Give again, unchanged, the line that contains "if value::lookup(object, key).is_some()" together with every line that follows it until the entries end.

═════ DATASET ENTRIES

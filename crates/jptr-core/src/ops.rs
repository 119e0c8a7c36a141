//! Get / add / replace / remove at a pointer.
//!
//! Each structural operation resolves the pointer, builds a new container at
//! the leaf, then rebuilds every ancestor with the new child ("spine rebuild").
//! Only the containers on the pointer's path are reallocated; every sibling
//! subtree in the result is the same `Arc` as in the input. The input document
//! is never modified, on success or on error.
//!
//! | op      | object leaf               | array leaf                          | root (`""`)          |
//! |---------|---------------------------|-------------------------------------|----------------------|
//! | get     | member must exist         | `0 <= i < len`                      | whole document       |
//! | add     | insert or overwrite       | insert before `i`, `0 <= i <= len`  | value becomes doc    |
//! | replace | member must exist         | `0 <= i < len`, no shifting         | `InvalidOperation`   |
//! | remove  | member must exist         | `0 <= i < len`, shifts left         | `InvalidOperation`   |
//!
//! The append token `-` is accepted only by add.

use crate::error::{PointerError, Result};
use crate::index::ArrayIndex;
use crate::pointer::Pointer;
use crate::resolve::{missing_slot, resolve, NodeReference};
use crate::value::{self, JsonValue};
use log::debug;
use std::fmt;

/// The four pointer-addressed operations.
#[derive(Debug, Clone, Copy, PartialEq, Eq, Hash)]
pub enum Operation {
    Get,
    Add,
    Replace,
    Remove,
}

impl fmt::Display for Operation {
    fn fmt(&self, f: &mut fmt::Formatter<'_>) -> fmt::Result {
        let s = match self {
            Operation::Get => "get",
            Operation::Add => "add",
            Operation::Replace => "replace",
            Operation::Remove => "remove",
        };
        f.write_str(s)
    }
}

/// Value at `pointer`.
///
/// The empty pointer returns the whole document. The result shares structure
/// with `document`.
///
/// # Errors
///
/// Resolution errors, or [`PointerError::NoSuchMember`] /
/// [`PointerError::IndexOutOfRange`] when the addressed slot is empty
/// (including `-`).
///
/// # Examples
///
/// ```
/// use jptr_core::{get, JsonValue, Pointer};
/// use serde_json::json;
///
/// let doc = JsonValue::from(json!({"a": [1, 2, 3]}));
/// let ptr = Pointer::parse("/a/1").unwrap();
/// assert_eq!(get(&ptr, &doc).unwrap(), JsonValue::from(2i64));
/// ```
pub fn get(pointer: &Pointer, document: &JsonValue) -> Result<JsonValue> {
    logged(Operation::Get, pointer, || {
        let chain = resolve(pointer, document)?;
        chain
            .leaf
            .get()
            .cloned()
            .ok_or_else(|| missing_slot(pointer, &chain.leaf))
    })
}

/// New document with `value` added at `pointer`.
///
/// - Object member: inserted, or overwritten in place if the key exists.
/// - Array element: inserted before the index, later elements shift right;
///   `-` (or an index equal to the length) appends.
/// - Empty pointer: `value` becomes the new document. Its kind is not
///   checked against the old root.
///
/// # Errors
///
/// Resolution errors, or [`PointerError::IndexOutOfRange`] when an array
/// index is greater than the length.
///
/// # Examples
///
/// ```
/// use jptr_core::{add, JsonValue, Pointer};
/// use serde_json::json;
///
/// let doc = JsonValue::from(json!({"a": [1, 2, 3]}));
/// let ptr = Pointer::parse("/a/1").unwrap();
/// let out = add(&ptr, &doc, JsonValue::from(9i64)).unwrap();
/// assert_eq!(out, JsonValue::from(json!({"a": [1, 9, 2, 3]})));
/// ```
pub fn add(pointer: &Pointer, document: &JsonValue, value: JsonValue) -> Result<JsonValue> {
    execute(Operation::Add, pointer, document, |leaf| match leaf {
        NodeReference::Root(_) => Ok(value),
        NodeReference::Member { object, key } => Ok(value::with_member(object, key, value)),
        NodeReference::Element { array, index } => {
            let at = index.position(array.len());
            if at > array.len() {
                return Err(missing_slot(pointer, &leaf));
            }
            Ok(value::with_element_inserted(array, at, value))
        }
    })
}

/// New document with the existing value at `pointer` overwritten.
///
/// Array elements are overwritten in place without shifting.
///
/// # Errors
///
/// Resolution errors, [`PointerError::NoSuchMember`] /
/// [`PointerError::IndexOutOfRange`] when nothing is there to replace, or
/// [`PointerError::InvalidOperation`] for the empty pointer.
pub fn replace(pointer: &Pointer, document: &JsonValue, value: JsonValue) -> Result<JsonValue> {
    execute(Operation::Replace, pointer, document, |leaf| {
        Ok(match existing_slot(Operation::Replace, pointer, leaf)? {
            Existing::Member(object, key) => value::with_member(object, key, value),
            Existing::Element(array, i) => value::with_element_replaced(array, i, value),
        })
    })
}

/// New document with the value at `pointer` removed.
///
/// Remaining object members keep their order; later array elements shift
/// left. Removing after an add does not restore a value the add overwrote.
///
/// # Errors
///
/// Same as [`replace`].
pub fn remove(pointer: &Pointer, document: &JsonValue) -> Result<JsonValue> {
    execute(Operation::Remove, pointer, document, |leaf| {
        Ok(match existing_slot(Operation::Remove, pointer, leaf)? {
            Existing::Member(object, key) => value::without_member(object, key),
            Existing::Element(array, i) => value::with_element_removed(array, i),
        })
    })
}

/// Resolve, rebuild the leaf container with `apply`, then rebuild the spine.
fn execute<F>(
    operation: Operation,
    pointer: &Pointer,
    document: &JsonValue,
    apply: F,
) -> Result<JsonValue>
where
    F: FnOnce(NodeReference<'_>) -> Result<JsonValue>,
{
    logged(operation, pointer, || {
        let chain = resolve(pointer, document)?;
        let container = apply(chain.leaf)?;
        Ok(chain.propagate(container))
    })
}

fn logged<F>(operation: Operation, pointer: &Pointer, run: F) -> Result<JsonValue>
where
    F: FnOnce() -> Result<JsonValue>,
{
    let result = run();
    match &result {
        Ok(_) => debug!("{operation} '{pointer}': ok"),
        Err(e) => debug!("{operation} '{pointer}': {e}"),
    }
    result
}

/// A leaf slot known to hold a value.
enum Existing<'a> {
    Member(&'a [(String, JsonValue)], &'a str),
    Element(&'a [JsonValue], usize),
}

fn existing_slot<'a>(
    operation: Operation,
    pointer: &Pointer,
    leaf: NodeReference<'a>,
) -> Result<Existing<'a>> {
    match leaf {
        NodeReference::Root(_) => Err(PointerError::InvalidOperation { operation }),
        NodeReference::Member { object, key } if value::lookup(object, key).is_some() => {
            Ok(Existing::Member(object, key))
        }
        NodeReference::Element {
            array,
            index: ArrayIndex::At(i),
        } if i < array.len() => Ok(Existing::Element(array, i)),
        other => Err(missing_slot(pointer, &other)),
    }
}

══════════

• **RESPONSE TO THE TASK**:
        NodeReference::Member { object, key } if value::lookup(object, key).is_some() => {
            Ok(Existing::Member(object, key))
        }
        NodeReference::Element {
            array,
            index: ArrayIndex::At(i),
        } if i < array.len() => Ok(Existing::Element(array, i)),
        other => Err(missing_slot(pointer, &other)),
    }
}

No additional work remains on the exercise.